By Carla Mozee, MarketWatch FTSE 100 falls by the most since
October
LONDON (MarketWatch) -- Tesco PLC shares hit their lowest level
in 14 years Tuesday, leading losses on the FTSE 100, after the
supermarket chain issued its fourth profit warning this year.
Tesco's share-price drop came on the same day of a global
selloff in equities that contributed to a 2.1% loss for the FTSE
100 , to 6,529.47. The move marked the FTSE's biggest decline in
nearly two months and its lowest close since early November. None
of the index's sectors ended with gains.
Tesco shares fell 6.9%, wiping off roughly $1 billion from
Tesco's market capitalization. During the session, the shares fell
as much as 17% to trade at prices not seen since February 2000,
according to FactSet data. The selling was triggered after Tesco
cut its full-year profit forecast, citing investments it's making
in its business as it battles rivals. Group trading profit will not
exceed 1.4 billion pounds ($2.2 billion), said Tesco. The
projection compared with analysts' expectations of GBP1.94
billion.
"If there had been hope that the market would be immune to yet
another profit warning, this quickly evaporated, as Tesco has
provided profit guidance which is nearly 30% shy of an already
lowered estimate," said Richard Hunter, head of equities at
Hargreaves Lansdown Stockbrokers, in a note.
Tesco's recovery in the U.K. "could take longer" as Chief
Executive Dave Lewis needs to simplify the business through U.K.
and international asset sales, change payment terms with suppliers,
lower the cost of goods and "start on the long road to rebuilding
the Tesco brand with shoppers," said Mike Dennis, an analyst
covering food and general retail at Cantor Fitzgerald, in a
note.
Tesco rivals were also lower following the profit warning, with
Wm Morrison Supermarkets PLC down 4.4% and J Sainsbury PLC
declining 1.8%. Marks & Spencer Group gave up 1.4%.

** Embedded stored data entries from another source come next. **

/// Focal-point fill cropping
///
/// Maps a source image of any aspect ratio onto a fixed-size grid cell:
/// - The image is scaled by the larger of the two axis ratios, so the cell
///   is always fully covered (fill, not fit)
/// - The image is then translated so the focal point lands on the cell center
///
/// The translation is never clamped. If the focal point sits near an edge,
/// part of the cell may show past the image border; the cell clip handles
/// everything outside the frame.

use crate::error::TransformError;

/// Size of one grid cell in logical pixels
#[derive(Debug, Clone, Copy, PartialEq)]
pub struct CellSize {
    pub width: f32,
    pub height: f32,
}

impl CellSize {
    pub fn new(width: f32, height: f32) -> Self {
        Self { width, height }
    }
}

/// How to draw a source image inside a cell
///
/// Translation is relative to the cell's top-left corner; the image is drawn
/// at `(translate_x, translate_y)` with size `scaled_width` x `scaled_height`.
#[derive(Debug, Clone, Copy, PartialEq)]
pub struct Transform {
    pub scale: f32,
    pub translate_x: f32,
    pub translate_y: f32,
    pub scaled_width: f32,
    pub scaled_height: f32,
}

/// Compute the fill-crop transform for one photo
///
/// # Arguments
/// * `source_width`, `source_height` - native pixel size of the photo
/// * `focal_x`, `focal_y` - focal point in source pixel coordinates
/// * `cell` - target cell size
///
/// # Errors
/// Fails when either source dimension (or cell dimension) is not a positive
/// finite number, instead of producing an infinite or NaN scale.
pub fn compute_fill_transform(
    source_width: f32,
    source_height: f32,
    focal_x: f32,
    focal_y: f32,
    cell: CellSize,
) -> Result<Transform, TransformError> {
    if !is_positive(source_width) || !is_positive(source_height) {
        return Err(TransformError::NonPositiveSource {
            width: source_width,
            height: source_height,
        });
    }
    if !is_positive(cell.width) || !is_positive(cell.height) {
        return Err(TransformError::NonPositiveCell {
            width: cell.width,
            height: cell.height,
        });
    }

    // Larger factor covers the whole cell
    let scale_x = cell.width / source_width;
    let scale_y = cell.height / source_height;
    let scale = scale_x.max(scale_y);

    let scaled_width = source_width * scale;
    let scaled_height = source_height * scale;

    // Put the scaled focal point on the cell center
    let translate_x = cell.width / 2.0 - focal_x * scale;
    let translate_y = cell.height / 2.0 - focal_y * scale;

    Ok(Transform {
        scale,
        translate_x,
        translate_y,
        scaled_width,
        scaled_height,
    })
}

fn is_positive(value: f32) -> bool {
    value.is_finite() && value > 0.0
}
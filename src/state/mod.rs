/// State management module
///
/// This module handles all application state, including:
/// - Photo records and rendered slots (data.rs)
/// - Grid geometry and drop resolution (layout.rs)
/// - Reordering with dense positions (reorder.rs)
/// - The member's photo session against the store (session.rs)

pub mod data;
pub mod layout;
pub mod reorder;
pub mod session;
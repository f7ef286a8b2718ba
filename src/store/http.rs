use log::{debug, warn};
use serde::de::DeserializeOwned;
use std::future::Future;
use std::time::Duration;
use ureq::http::Response;
use ureq::Body;

use super::{PhotoStore, StoreResult};
use crate::config::Config;
use crate::error::StoreError;
use crate::state::data::{MemberId, NewPhoto, Photo, PhotoId};

/// JSON-over-HTTP client for the photo API
///
/// Routes:
/// - `GET    {base}/member/{member}/photos`
/// - `POST   {base}/member/{member}/photos`
/// - `PUT    {base}/photos/{id}`
/// - `DELETE {base}/photos/{id}`
///
/// ureq is blocking, so every call runs on tokio's blocking pool.
#[derive(Clone)]
pub struct HttpPhotoStore {
    agent: ureq::Agent,
    base_url: String,
}

impl HttpPhotoStore {
    /// Create a client for the API rooted at `base_url`
    pub fn new(base_url: impl Into<String>, timeout: Duration) -> Self {
        let config = ureq::Agent::config_builder()
            .timeout_global(Some(timeout))
            .http_status_as_error(false)
            .build();
        let agent: ureq::Agent = config.into();

        let base_url = base_url.into().trim_end_matches('/').to_string();
        Self { agent, base_url }
    }

    /// Create a client from the app configuration
    pub fn from_config(config: &Config) -> Self {
        Self::new(&config.api_base_url, config.request_timeout())
    }

    pub fn base_url(&self) -> &str {
        &self.base_url
    }

    fn member_photos_url(&self, member_id: MemberId) -> String {
        format!("{}/member/{}/photos", self.base_url, member_id)
    }

    fn photo_url(&self, id: &PhotoId) -> String {
        format!("{}/photos/{}", self.base_url, id)
    }
}

impl PhotoStore for HttpPhotoStore {
    fn list(&self, member_id: MemberId) -> impl Future<Output = StoreResult<Vec<Photo>>> + Send {
        let agent = self.agent.clone();
        let url = self.member_photos_url(member_id);
        blocking(move || {
            debug!("GET {}", url);
            let response = agent.get(&url).call().map_err(|e| transport(&url, e))?;
            read_json(check_status("GET", &url, response)?, &url)
        })
    }

    fn create(
        &self,
        member_id: MemberId,
        photo: NewPhoto,
    ) -> impl Future<Output = StoreResult<Photo>> + Send {
        let agent = self.agent.clone();
        let url = self.member_photos_url(member_id);
        blocking(move || {
            debug!("POST {}", url);
            let response = agent
                .post(&url)
                .send_json(&photo)
                .map_err(|e| transport(&url, e))?;
            read_json(check_status("POST", &url, response)?, &url)
        })
    }

    fn update(&self, photo: Photo) -> impl Future<Output = StoreResult<Photo>> + Send {
        let agent = self.agent.clone();
        let url = self.photo_url(&photo.id);
        blocking(move || {
            debug!("PUT {} (position {})", url, photo.position);
            let response = agent
                .put(&url)
                .send_json(&photo)
                .map_err(|e| transport(&url, e))?;
            read_json(check_status("PUT", &url, response)?, &url)
        })
    }

    fn delete(&self, id: PhotoId) -> impl Future<Output = StoreResult<()>> + Send {
        let agent = self.agent.clone();
        let url = self.photo_url(&id);
        blocking(move || {
            debug!("DELETE {}", url);
            let response = agent.delete(&url).call().map_err(|e| transport(&url, e))?;
            check_status("DELETE", &url, response)?;
            Ok(())
        })
    }
}

impl std::fmt::Debug for HttpPhotoStore {
    fn fmt(&self, f: &mut std::fmt::Formatter<'_>) -> std::fmt::Result {
        f.debug_struct("HttpPhotoStore")
            .field("base_url", &self.base_url)
            .finish()
    }
}

/// Run a blocking request on the blocking pool
async fn blocking<T, F>(request: F) -> StoreResult<T>
where
    T: Send + 'static,
    F: FnOnce() -> StoreResult<T> + Send + 'static,
{
    tokio::task::spawn_blocking(request)
        .await
        .map_err(|e| StoreError::Task(e.to_string()))?
}

fn check_status(
    method: &'static str,
    url: &str,
    response: Response<Body>,
) -> StoreResult<Response<Body>> {
    let status = response.status();
    if status.is_success() {
        return Ok(response);
    }

    warn!("⚠️  {} {} returned {}", method, url, status);
    Err(StoreError::Http {
        method,
        url: url.to_string(),
        status: status.as_u16(),
    })
}

fn read_json<T: DeserializeOwned>(mut response: Response<Body>, url: &str) -> StoreResult<T> {
    response
        .body_mut()
        .read_json::<T>()
        .map_err(|e| StoreError::Decode {
            url: url.to_string(),
            reason: e.to_string(),
        })
}

fn transport(url: &str, err: ureq::Error) -> StoreError {
    StoreError::Transport {
        url: url.to_string(),
        reason: err.to_string(),
    }
}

The mining group fell as well, with Chinese state media
reporting the government might cut its 2015 growth target to as low
at 7%, down from the 2014 goal of about 7.5%. China's top
leadership is meeting for the annual Central Economic Work
Conference in Beijing. Chinese stocks, which have been soaring
recently, dropped sharply, leaving the Shanghai Composite down more
than 5%, with the downdraft stemming from a new rule from China
that tightens the use of corporate bonds as collateral for
short-term financing.
Mining-sector heavyweight BHP Billiton PLC (BHP) lost 1.6% and
Rio Tinto PLC (RIO) fell 1.2%. Among energy issues, oil-services
company Petrofac Ltd. ended down 3.6% and oil major BP PLC was off
3% . Oil prices (CLF5) remained under pressure, trading at
five-year lows.
"Unless investors close [U.S. dollar] positions in the run-up to
Christmas, or the [People's Bank of China] add further stimulus to
its economy in the coming weeks, it appears unlikely the oil
markets will enter a correction period anytime soon," said Jameel
Ahmad, chief market analyst at FXTM, in a note Tuesday.